Deze voormiddag zing ik liedjes voor Mark, Fons, Johan, Chrisje en de anderen, allemaal mensen met zeer ernstige verstandelijke beperkingen.
Mark zit in een hoek van het snoezelgedeelte van de woning. Hij probeert met een schoen, die nog om zijn voet zit, in de mond te komen. Hij maakt een grommend geluid. Als ik luid genoeg zing, weet ik dat hij mij kan horen. Hij is immers slechthorend. Of hij de liedjes mooi kan vinden, weet ik niet.
Fons staat gewoontegetrouw naast mij. Soms begeleid ik mezelf bij het zingen op een grote marimbula. Een marimbula is een Afrikaans instrument, een soort houten kist met aan de voorkant metalen pennen die je met de vingers kan betokkelen. Ik gebruik die kist liever om er, op de achterkant, met een grote vilten trommelstok op te trommelen. Dat maakt een krachtig en diep geluid dat lijkt op het geluid van een contrabas. Fons is gek op dat geluid. Als ik een liedje zing, staat Fons naast mij. Als hij ziet dat ik de houten kist niet zal gebruiken, pakt hij mij bij de hand en brengt die hand richting trommel. Als ik er niet op inga, wordt hij boos. Als ik de trommel wel gebruik, begint Fons enthousiast op en neer te wippen en op zijn gelaat verschijnt een engelachtige glimlach. Soms is Fons helemaal niet zo ok. Een hele tijd geleden was hij depressief. In die periode had Fons nergens zin in. Gelukkig voor hem gaat het nu weer beter.
Johan zit meestal in kniezit op de bank, de romp voorover gebogen. Zijn ogen draaien wild in het rond. Hij ziet nauwelijks of helemaal niet. Soms duwt ie met zijn vingers tegen een oogbol aan, zodat het oog bijna uit de oogkas komt. Het is geen fraai gezicht. Maar als ik zing en hierbij hard op de trommel sla en ook nog eens zijn naam roep, liefst nog in het ritme van zijn wiegende bovenlichaam, dan gaat Johan rechtop zitten en verschijnt er een gelukzalige lach op zijn aangezicht. Minuten lang kan ik zo door gaan. Hij kan er niet genoeg van krijgen.

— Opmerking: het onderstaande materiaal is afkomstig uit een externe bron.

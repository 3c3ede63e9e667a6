use async_trait::async_trait;
use chrono::{DateTime, Utc};
use sqlx::types::Json;
use tokio::sync::RwLock;
use uuid::Uuid;

use crate::database::manager::{DatabaseError, StoreResult};
use crate::database::models::{
    FormSubmission, NewPatient, NewSubmission, Patient, PatientChanges, PatientNote,
    PatientOverview, Session, Token,
};
use crate::database::store::{CascadeStep, Store};

#[derive(Default)]
struct Tables {
    patients: Vec<Patient>,
    tokens: Vec<Token>,
    submissions: Vec<FormSubmission>,
    notes: Vec<PatientNote>,
    sessions: Vec<Session>,
}

impl Tables {
    /// Newest note for a patient; among equal timestamps the later insert wins
    fn latest_note(&self, patient_id: Uuid) -> Option<PatientNote> {
        self.notes
            .iter()
            .filter(|n| n.patient_id == patient_id)
            .fold(None, |best: Option<&PatientNote>, n| match best {
                Some(b) if b.created_at > n.created_at => Some(b),
                _ => Some(n),
            })
            .cloned()
    }
}

/// Process-local store. Every operation runs under one lock, so token redemption
/// is atomic with respect to concurrent requests.
#[derive(Default)]
pub struct MemoryStore {
    tables: RwLock<Tables>,
    #[cfg(test)]
    outages: std::sync::Mutex<std::collections::HashSet<&'static str>>,
}

impl MemoryStore {
    pub fn new() -> Self {
        Self::default()
    }

    /// Make every operation touching `table` fail until the store is dropped
    #[cfg(test)]
    pub fn fail_table(&self, table: &'static str) {
        self.outages.lock().unwrap().insert(table);
    }

    #[cfg(test)]
    fn check(&self, table: &'static str) -> StoreResult<()> {
        if self.outages.lock().unwrap().contains(table) {
            return Err(DatabaseError::Unavailable(format!("{table} is unavailable")));
        }
        Ok(())
    }

    #[cfg(not(test))]
    fn check(&self, _table: &'static str) -> StoreResult<()> {
        Ok(())
    }
}

#[async_trait]
impl Store for MemoryStore {
    async fn ping(&self) -> StoreResult<()> {
        Ok(())
    }

    async fn insert_patient(&self, patient: NewPatient) -> StoreResult<Patient> {
        self.check("patients")?;
        let mut tables = self.tables.write().await;

        let email_key = patient.email.to_lowercase();
        if tables.patients.iter().any(|p| p.email.to_lowercase() == email_key) {
            return Err(DatabaseError::UniqueViolation("patients_email_lower_idx".to_string()));
        }

        let row = Patient {
            id: Uuid::new_v4(),
            name: patient.name,
            email: patient.email,
            phone: patient.phone,
            well_being_score: None,
            last_response_date: patient.last_response_date,
            created_at: Utc::now(),
        };
        tables.patients.push(row.clone());
        Ok(row)
    }

    async fn find_patient(&self, id: Uuid) -> StoreResult<Option<Patient>> {
        self.check("patients")?;
        let tables = self.tables.read().await;
        Ok(tables.patients.iter().find(|p| p.id == id).cloned())
    }

    async fn find_patient_by_email(&self, email: &str) -> StoreResult<Option<Patient>> {
        self.check("patients")?;
        let tables = self.tables.read().await;
        let key = email.to_lowercase();
        Ok(tables.patients.iter().find(|p| p.email.to_lowercase() == key).cloned())
    }

    async fn patient_overviews(&self, id: Option<Uuid>) -> StoreResult<Vec<PatientOverview>> {
        self.check("patients")?;
        let tables = self.tables.read().await;
        Ok(tables
            .patients
            .iter()
            .filter(|p| id.map_or(true, |id| p.id == id))
            .map(|p| PatientOverview {
                patient: p.clone(),
                latest_note: tables.latest_note(p.id),
            })
            .collect())
    }

    async fn update_patient(&self, id: Uuid, changes: PatientChanges) -> StoreResult<Option<Patient>> {
        self.check("patients")?;
        let mut tables = self.tables.write().await;
        let Some(patient) = tables.patients.iter_mut().find(|p| p.id == id) else {
            return Ok(None);
        };
        if let Some(name) = changes.name {
            patient.name = name;
        }
        if let Some(phone) = changes.phone {
            patient.phone = Some(phone);
        }
        if let Some(score) = changes.well_being_score {
            patient.well_being_score = Some(score);
        }
        Ok(Some(patient.clone()))
    }

    async fn reminder_candidates(&self, inactive_since: DateTime<Utc>) -> StoreResult<Vec<Patient>> {
        self.check("patients")?;
        self.check("tokens")?;
        let tables = self.tables.read().await;
        Ok(tables
            .patients
            .iter()
            .filter(|p| p.last_response_date.map_or(true, |at| at <= inactive_since))
            .filter(|p| !tables.tokens.iter().any(|t| t.patient_id == p.id && !t.used))
            .cloned()
            .collect())
    }

    async fn delete_for_patient(&self, step: CascadeStep, patient_id: Uuid) -> StoreResult<u64> {
        self.check(step.table())?;
        let mut tables = self.tables.write().await;

        fn retain_count<T>(rows: &mut Vec<T>, keep: impl Fn(&T) -> bool) -> u64 {
            let before = rows.len();
            rows.retain(keep);
            (before - rows.len()) as u64
        }

        let removed = match step {
            CascadeStep::Submissions => retain_count(&mut tables.submissions, |r| r.patient_id != patient_id),
            CascadeStep::Notes => retain_count(&mut tables.notes, |r| r.patient_id != patient_id),
            CascadeStep::Sessions => retain_count(&mut tables.sessions, |r| r.patient_id != patient_id),
            CascadeStep::Tokens => retain_count(&mut tables.tokens, |r| r.patient_id != patient_id),
            CascadeStep::Patient => retain_count(&mut tables.patients, |r| r.id != patient_id),
        };
        Ok(removed)
    }

    async fn insert_token(&self, patient_id: Uuid, token: &str) -> StoreResult<Token> {
        self.check("tokens")?;
        let mut tables = self.tables.write().await;
        if tables.tokens.iter().any(|t| t.token == token) {
            return Err(DatabaseError::UniqueViolation("tokens_token_key".to_string()));
        }
        let row = Token {
            id: Uuid::new_v4(),
            patient_id,
            token: token.to_string(),
            used: false,
            created_at: Utc::now(),
        };
        tables.tokens.push(row.clone());
        Ok(row)
    }

    async fn find_token(&self, token: &str) -> StoreResult<Option<Token>> {
        self.check("tokens")?;
        let tables = self.tables.read().await;
        Ok(tables.tokens.iter().find(|t| t.token == token).cloned())
    }

    async fn redeem_token(&self, token: &Token, submission: NewSubmission) -> StoreResult<Option<FormSubmission>> {
        self.check("tokens")?;
        self.check("form_submissions")?;
        let mut tables = self.tables.write().await;

        let Some(stored) = tables.tokens.iter_mut().find(|t| t.id == token.id && !t.used) else {
            return Ok(None);
        };
        stored.used = true;

        let row = FormSubmission {
            id: Uuid::new_v4(),
            patient_id: token.patient_id,
            token_id: token.id,
            response_data: Json(submission.response_data),
            offline_session_requested: submission.offline_session_requested,
            submitted_at: submission.submitted_at,
        };
        tables.submissions.push(row.clone());

        if let Some(patient) = tables.patients.iter_mut().find(|p| p.id == token.patient_id) {
            patient.last_response_date = Some(submission.submitted_at);
        }

        Ok(Some(row))
    }

    async fn submissions_for(&self, patient_id: Uuid) -> StoreResult<Vec<FormSubmission>> {
        self.check("form_submissions")?;
        let tables = self.tables.read().await;
        let mut rows: Vec<_> = tables
            .submissions
            .iter()
            .rev()
            .filter(|s| s.patient_id == patient_id)
            .cloned()
            .collect();
        rows.sort_by(|a, b| b.submitted_at.cmp(&a.submitted_at));
        Ok(rows)
    }

    async fn insert_note(&self, patient_id: Uuid, note: &str) -> StoreResult<PatientNote> {
        self.check("patient_notes")?;
        let mut tables = self.tables.write().await;
        let row = PatientNote {
            id: Uuid::new_v4(),
            patient_id,
            note: note.to_string(),
            created_at: Utc::now(),
        };
        tables.notes.push(row.clone());
        Ok(row)
    }

    async fn notes_for(&self, patient_id: Uuid) -> StoreResult<Vec<PatientNote>> {
        self.check("patient_notes")?;
        let tables = self.tables.read().await;
        let mut rows: Vec<_> = tables
            .notes
            .iter()
            .rev()
            .filter(|n| n.patient_id == patient_id)
            .cloned()
            .collect();
        rows.sort_by(|a, b| b.created_at.cmp(&a.created_at));
        Ok(rows)
    }

    async fn insert_session(&self, patient_id: Uuid, session_date: DateTime<Utc>) -> StoreResult<Session> {
        self.check("sessions")?;
        let mut tables = self.tables.write().await;
        let row = Session {
            id: Uuid::new_v4(),
            patient_id,
            session_date,
            created_at: Utc::now(),
        };
        tables.sessions.push(row.clone());
        Ok(row)
    }

    async fn sessions_for(&self, patient_id: Uuid) -> StoreResult<Vec<Session>> {
        self.check("sessions")?;
        let tables = self.tables.read().await;
        let mut rows: Vec<_> = tables
            .sessions
            .iter()
            .filter(|s| s.patient_id == patient_id)
            .cloned()
            .collect();
        rows.sort_by(|a, b| a.session_date.cmp(&b.session_date));
        Ok(rows)
    }
}

#[cfg(test)]
mod tests {
    use super::*;
    use crate::database::models::ResponseData;

    fn new_patient(email: &str) -> NewPatient {
        NewPatient {
            name: "Test Patient".to_string(),
            email: email.to_string(),
            phone: None,
            last_response_date: None,
        }
    }

    fn answers() -> NewSubmission {
        NewSubmission {
            response_data: ResponseData {
                message: Some("ok".to_string()),
                mood: Some(3),
                stress: Some(3),
            },
            offline_session_requested: false,
            submitted_at: Utc::now(),
        }
    }

    #[tokio::test]
    async fn rejects_duplicate_email_ignoring_case() {
        let store = MemoryStore::new();
        store.insert_patient(new_patient("sarah@example.com")).await.unwrap();
        let err = store.insert_patient(new_patient("SARAH@example.com")).await.unwrap_err();
        assert!(matches!(err, DatabaseError::UniqueViolation(_)));
    }

    #[tokio::test]
    async fn redeem_flips_token_once() {
        let store = MemoryStore::new();
        let patient = store.insert_patient(new_patient("a@example.com")).await.unwrap();
        let token = store.insert_token(patient.id, "tok-1").await.unwrap();

        let first = store.redeem_token(&token, answers()).await.unwrap();
        assert!(first.is_some());
        let second = store.redeem_token(&token, answers()).await.unwrap();
        assert!(second.is_none());

        assert_eq!(store.submissions_for(patient.id).await.unwrap().len(), 1);
        let patient = store.find_patient(patient.id).await.unwrap().unwrap();
        assert!(patient.last_response_date.is_some());
    }

    #[tokio::test]
    async fn latest_note_prefers_newest() {
        let store = MemoryStore::new();
        let patient = store.insert_patient(new_patient("b@example.com")).await.unwrap();
        store.insert_note(patient.id, "first").await.unwrap();
        store.insert_note(patient.id, "second").await.unwrap();

        let overviews = store.patient_overviews(None).await.unwrap();
        assert_eq!(overviews.len(), 1);
        assert_eq!(overviews[0].latest_note.as_ref().unwrap().note, "second");
        assert_eq!(store.notes_for(patient.id).await.unwrap()[0].note, "second");
    }

    #[tokio::test]
    async fn outage_fails_only_the_named_table() {
        let store = MemoryStore::new();
        let patient = store.insert_patient(new_patient("c@example.com")).await.unwrap();
        store.fail_table("sessions");

        assert!(store.delete_for_patient(CascadeStep::Notes, patient.id).await.is_ok());
        assert!(store.delete_for_patient(CascadeStep::Sessions, patient.id).await.is_err());
    }
}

Chrisje ligt nu op de mat. Daarnet zat ze nog samen met Christiane in een grote groene zetel die ze elkaar benijden. Die zetel is eigenlijk van Christiane. Misschien wil Chrisje ook zo'n mooie, grote zetel, een vaste plaats om te zitten. Die vaste plaats, mijn plaats, heb ik thuis ook. Maar het lijk erop dat zij op de belangrijkste plaats wil zitten, dat dit gebiedje van haar is. Maar dat feest gaat helaas voor haar niet door. Daarom ligt Chrisje nu mokkend op de mat. Ze maakt gekke stemgeluiden alsof ze ons allemaal een sarcastische opmerking maakt. Ik zit bij haar op de mat. Als ik mijn hand dichterbij breng, is alles ineens vol speeksel. Ik weet niet waar het vandaan komt. Maar als ik daarna zing, klaart haar gezicht op en moet ze lachen.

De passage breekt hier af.